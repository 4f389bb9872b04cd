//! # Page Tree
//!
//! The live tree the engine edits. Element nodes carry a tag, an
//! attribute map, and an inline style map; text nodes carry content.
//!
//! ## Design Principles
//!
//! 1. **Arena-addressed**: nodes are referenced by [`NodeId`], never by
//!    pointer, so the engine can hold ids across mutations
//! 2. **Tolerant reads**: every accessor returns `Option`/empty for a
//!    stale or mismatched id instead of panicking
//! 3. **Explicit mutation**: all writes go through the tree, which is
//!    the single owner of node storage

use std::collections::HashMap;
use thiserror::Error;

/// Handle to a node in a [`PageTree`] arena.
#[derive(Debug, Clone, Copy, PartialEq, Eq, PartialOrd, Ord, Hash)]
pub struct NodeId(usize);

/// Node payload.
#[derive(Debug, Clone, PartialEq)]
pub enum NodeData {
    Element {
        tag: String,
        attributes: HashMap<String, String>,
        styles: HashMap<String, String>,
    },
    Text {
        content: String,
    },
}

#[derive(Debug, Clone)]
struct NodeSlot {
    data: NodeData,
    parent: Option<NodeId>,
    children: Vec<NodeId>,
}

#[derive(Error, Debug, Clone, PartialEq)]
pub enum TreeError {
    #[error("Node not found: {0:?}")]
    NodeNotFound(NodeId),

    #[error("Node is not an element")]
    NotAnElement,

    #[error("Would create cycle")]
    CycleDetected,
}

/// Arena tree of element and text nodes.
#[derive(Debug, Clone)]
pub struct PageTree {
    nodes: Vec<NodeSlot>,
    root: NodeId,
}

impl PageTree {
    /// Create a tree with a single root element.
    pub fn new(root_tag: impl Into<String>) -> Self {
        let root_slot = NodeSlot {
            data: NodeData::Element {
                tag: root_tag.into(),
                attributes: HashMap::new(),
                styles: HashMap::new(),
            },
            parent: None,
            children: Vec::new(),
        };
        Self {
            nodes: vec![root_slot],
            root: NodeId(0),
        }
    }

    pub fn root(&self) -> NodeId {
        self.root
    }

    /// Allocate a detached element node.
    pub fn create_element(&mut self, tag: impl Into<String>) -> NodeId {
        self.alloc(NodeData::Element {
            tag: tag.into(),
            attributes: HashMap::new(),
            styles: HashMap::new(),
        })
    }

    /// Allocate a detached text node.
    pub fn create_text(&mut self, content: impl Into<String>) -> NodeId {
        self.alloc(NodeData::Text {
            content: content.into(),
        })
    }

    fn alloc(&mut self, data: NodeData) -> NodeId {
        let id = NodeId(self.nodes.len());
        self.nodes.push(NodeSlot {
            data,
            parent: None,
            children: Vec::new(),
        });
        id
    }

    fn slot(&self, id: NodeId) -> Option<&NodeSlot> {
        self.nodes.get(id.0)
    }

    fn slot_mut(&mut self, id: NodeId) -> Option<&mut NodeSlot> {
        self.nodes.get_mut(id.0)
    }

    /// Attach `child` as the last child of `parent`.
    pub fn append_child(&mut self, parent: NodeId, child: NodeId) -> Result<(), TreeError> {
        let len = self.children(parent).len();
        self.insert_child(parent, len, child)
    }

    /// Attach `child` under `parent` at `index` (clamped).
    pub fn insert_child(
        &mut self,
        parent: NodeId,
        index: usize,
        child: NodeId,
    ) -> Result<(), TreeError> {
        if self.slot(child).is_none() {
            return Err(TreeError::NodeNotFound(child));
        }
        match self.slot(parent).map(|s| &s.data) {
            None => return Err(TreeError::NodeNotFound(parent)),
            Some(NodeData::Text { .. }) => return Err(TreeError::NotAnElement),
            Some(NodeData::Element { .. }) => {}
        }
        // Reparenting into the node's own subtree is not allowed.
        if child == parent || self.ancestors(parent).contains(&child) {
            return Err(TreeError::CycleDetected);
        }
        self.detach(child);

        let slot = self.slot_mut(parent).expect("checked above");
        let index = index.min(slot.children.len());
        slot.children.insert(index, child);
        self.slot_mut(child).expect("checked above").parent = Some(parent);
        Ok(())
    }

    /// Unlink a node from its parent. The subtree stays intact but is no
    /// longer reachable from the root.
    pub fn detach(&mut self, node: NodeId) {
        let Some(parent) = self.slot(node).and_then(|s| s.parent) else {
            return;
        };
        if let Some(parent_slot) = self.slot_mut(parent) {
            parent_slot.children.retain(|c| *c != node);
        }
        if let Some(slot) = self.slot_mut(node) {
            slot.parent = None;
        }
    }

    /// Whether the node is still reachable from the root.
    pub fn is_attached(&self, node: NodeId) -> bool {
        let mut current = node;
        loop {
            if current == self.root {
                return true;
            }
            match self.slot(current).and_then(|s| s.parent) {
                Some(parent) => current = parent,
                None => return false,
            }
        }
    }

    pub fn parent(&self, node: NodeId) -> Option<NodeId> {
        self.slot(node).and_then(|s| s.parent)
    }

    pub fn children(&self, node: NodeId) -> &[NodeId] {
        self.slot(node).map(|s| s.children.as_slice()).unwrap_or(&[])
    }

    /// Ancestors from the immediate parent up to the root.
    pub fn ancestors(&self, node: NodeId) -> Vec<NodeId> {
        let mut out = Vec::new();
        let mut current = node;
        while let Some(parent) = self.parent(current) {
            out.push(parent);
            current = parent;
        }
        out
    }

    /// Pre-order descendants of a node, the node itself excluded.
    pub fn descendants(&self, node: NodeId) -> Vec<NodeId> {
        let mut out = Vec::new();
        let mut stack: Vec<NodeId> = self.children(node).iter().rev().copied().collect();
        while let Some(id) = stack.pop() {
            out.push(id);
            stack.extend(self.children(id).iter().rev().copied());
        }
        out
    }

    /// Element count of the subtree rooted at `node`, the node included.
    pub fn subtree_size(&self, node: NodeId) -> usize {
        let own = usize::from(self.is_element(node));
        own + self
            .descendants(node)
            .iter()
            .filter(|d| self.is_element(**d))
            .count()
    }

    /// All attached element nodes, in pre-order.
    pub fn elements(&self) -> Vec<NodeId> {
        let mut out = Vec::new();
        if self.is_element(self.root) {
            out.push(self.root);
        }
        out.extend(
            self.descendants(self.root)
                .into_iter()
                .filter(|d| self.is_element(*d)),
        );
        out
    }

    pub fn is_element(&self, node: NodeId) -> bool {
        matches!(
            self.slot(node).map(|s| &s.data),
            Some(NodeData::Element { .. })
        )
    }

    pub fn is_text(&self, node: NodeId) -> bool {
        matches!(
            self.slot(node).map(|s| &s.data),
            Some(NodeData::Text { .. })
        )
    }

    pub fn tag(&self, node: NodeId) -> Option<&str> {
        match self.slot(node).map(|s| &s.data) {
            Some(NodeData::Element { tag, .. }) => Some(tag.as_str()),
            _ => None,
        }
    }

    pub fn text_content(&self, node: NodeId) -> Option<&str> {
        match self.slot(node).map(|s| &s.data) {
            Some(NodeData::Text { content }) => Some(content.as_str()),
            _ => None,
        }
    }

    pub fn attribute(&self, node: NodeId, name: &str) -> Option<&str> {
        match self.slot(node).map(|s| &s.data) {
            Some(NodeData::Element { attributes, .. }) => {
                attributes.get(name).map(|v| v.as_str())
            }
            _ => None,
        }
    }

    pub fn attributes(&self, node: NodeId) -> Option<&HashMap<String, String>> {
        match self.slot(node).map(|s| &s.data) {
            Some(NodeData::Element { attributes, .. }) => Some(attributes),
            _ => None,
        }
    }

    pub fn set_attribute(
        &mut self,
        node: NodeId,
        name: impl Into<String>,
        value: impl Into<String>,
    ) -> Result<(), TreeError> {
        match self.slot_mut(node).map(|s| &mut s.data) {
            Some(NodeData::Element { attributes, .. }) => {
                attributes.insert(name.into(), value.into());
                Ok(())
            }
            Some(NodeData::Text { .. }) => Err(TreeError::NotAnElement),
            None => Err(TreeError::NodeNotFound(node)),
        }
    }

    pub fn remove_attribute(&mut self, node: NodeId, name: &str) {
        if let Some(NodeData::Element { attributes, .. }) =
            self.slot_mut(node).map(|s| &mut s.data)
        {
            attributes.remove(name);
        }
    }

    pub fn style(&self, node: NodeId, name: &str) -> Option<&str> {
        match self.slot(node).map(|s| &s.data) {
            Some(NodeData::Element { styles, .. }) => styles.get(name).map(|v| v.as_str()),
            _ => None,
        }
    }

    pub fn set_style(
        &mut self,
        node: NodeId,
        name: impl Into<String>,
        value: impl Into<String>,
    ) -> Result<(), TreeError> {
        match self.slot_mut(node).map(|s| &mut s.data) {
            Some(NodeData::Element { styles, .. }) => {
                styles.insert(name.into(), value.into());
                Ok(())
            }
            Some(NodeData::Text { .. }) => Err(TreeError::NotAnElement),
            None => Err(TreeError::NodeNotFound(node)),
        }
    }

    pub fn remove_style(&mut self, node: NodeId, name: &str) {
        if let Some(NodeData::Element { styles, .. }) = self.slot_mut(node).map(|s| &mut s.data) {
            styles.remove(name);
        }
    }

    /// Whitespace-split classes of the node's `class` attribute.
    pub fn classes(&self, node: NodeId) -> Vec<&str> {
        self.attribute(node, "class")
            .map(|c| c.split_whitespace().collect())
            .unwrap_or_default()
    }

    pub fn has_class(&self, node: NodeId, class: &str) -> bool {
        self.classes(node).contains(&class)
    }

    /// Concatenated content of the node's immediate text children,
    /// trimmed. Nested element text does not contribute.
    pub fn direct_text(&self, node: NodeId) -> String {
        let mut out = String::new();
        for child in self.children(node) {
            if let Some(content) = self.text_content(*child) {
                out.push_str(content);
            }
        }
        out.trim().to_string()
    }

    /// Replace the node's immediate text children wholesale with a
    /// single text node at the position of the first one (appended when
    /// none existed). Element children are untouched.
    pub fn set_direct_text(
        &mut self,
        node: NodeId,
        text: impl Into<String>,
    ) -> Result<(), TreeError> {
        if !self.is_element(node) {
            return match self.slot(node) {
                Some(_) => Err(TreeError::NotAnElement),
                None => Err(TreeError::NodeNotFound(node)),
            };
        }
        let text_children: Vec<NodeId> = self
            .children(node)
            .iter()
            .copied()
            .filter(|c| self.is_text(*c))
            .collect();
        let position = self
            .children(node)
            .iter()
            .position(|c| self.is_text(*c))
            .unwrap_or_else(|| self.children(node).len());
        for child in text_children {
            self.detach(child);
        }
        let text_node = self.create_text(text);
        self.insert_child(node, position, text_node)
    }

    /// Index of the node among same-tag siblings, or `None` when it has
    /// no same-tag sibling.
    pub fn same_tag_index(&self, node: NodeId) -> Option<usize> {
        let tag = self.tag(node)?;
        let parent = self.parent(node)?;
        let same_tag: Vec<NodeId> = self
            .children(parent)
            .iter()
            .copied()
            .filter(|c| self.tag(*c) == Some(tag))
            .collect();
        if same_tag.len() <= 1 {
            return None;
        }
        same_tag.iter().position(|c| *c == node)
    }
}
++++++++
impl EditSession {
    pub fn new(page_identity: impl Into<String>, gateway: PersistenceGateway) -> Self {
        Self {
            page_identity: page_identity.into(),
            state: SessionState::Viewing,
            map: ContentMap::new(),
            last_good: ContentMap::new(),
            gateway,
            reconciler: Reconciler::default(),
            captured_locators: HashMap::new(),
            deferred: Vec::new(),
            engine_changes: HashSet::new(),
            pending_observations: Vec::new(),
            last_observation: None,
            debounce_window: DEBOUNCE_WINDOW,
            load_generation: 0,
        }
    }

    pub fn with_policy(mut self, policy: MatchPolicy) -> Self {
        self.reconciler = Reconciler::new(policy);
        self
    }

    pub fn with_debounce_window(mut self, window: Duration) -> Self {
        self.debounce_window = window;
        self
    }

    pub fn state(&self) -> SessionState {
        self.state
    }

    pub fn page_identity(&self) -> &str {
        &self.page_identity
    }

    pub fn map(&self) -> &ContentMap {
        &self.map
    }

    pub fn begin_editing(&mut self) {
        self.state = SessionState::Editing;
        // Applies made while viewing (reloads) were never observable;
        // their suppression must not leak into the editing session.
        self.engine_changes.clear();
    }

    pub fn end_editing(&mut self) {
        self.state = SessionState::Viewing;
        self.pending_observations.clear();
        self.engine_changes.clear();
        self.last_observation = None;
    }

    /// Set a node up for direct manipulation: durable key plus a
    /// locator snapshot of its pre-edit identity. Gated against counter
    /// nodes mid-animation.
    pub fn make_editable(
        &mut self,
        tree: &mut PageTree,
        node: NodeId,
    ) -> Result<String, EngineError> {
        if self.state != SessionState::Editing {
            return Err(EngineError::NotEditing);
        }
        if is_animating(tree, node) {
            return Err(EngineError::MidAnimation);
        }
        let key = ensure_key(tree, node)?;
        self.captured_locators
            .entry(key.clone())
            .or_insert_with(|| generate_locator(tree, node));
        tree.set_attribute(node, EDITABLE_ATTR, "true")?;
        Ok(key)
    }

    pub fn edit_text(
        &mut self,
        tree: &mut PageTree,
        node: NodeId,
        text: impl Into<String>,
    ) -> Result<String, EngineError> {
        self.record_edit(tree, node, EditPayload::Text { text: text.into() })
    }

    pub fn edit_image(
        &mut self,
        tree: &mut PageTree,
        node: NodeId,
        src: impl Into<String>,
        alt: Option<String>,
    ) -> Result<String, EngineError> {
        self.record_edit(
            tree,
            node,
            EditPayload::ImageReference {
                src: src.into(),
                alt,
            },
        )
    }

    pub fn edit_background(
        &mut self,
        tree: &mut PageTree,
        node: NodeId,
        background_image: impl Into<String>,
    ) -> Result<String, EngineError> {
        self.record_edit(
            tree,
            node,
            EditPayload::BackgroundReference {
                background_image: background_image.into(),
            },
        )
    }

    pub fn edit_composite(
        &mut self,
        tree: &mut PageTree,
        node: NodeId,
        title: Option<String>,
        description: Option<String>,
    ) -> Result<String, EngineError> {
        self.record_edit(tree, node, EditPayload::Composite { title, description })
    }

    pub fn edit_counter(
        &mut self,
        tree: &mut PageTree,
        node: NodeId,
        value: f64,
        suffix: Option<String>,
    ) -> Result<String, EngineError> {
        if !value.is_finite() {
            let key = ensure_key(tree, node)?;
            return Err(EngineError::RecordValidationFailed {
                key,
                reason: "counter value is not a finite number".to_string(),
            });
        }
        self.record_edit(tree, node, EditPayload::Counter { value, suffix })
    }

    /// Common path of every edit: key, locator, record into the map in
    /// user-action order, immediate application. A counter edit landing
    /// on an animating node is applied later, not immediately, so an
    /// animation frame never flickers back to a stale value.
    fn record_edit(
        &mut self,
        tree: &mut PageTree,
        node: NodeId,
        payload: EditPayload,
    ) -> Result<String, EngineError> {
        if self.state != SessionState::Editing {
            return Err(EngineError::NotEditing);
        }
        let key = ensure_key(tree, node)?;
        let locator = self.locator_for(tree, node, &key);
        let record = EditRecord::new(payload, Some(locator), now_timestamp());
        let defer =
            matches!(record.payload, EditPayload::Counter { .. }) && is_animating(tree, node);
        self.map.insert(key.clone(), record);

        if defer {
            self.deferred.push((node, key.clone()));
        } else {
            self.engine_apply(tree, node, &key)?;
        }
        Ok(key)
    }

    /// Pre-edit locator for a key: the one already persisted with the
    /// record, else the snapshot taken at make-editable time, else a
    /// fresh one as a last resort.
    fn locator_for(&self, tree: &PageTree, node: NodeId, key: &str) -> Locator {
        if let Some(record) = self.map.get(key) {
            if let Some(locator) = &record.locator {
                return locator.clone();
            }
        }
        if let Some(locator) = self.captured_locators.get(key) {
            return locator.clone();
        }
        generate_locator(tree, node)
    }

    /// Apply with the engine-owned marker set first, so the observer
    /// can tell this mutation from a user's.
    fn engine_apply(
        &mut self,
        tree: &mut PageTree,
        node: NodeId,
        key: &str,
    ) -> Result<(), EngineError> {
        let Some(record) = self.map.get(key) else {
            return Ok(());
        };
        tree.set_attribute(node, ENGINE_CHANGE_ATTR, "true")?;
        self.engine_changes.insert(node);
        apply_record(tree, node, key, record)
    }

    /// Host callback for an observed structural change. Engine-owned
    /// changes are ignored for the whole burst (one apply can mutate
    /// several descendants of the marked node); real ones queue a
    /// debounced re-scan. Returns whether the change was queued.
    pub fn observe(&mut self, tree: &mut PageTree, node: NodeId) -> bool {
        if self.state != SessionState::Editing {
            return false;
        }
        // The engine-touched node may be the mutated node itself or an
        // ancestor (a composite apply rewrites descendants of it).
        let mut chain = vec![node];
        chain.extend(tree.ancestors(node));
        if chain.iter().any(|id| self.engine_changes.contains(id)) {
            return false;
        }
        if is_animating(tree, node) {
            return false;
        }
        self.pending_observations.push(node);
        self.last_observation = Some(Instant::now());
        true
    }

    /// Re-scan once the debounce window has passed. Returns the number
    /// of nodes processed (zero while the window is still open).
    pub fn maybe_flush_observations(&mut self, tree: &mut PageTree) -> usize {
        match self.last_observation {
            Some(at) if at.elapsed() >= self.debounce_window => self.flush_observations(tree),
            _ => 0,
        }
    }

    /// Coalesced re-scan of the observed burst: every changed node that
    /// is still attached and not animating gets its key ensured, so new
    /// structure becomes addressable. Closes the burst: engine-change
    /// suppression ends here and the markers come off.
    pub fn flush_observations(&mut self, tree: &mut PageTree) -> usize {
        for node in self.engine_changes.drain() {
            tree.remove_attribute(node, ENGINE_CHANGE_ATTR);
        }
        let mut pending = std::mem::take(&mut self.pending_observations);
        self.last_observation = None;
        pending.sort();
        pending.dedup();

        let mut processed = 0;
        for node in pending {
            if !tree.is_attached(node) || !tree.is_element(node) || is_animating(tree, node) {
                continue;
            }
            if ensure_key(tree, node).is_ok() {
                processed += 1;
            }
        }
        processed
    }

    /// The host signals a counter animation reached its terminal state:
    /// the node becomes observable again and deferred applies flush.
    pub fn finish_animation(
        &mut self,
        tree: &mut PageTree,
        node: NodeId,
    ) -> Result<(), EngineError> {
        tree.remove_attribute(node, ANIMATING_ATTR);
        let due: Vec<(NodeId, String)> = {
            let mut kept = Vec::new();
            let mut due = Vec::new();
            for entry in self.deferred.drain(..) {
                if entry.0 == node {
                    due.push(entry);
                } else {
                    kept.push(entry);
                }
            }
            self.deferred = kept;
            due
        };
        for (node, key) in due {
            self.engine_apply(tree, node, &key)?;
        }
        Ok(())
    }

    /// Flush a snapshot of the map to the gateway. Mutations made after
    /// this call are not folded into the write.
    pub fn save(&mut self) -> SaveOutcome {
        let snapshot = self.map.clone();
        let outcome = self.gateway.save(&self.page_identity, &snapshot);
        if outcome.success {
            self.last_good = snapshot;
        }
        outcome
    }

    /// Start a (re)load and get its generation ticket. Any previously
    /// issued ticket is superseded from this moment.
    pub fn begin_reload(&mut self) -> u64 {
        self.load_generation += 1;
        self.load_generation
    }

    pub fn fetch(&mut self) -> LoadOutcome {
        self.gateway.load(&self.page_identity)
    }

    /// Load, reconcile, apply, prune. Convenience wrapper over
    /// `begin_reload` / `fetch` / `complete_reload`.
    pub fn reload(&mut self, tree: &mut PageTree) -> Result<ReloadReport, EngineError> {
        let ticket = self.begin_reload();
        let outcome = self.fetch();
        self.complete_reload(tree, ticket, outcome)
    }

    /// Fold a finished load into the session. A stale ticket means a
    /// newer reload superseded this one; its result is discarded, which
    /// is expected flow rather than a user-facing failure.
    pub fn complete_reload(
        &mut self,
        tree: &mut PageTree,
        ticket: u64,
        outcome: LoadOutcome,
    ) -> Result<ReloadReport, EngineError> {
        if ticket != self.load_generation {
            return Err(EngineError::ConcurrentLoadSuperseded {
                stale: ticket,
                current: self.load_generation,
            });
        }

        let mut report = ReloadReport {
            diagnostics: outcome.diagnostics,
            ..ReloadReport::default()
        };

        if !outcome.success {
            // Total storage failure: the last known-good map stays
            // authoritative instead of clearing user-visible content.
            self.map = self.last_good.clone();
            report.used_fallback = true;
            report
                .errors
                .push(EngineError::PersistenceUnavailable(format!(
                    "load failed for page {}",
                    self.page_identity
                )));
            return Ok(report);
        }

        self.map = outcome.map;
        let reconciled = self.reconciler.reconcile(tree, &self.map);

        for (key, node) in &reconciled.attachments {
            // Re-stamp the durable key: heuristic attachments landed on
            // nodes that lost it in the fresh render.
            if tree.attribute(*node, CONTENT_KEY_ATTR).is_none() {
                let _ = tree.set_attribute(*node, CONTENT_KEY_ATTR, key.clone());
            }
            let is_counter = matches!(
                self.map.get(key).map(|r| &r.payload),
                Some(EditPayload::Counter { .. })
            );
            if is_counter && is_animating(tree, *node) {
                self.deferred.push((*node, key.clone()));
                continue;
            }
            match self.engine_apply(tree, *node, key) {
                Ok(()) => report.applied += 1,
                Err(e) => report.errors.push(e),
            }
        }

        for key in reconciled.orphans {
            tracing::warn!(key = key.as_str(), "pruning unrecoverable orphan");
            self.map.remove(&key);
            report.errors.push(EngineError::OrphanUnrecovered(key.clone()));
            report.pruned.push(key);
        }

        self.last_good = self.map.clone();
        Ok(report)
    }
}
++++++++
## Your task
From the listing above, copy every line that includes the word "errors".

## Solution for this problem
                .errors
                Err(e) => report.errors.push(e),
            report.errors.push(EngineError::OrphanUnrecovered(key.clone()));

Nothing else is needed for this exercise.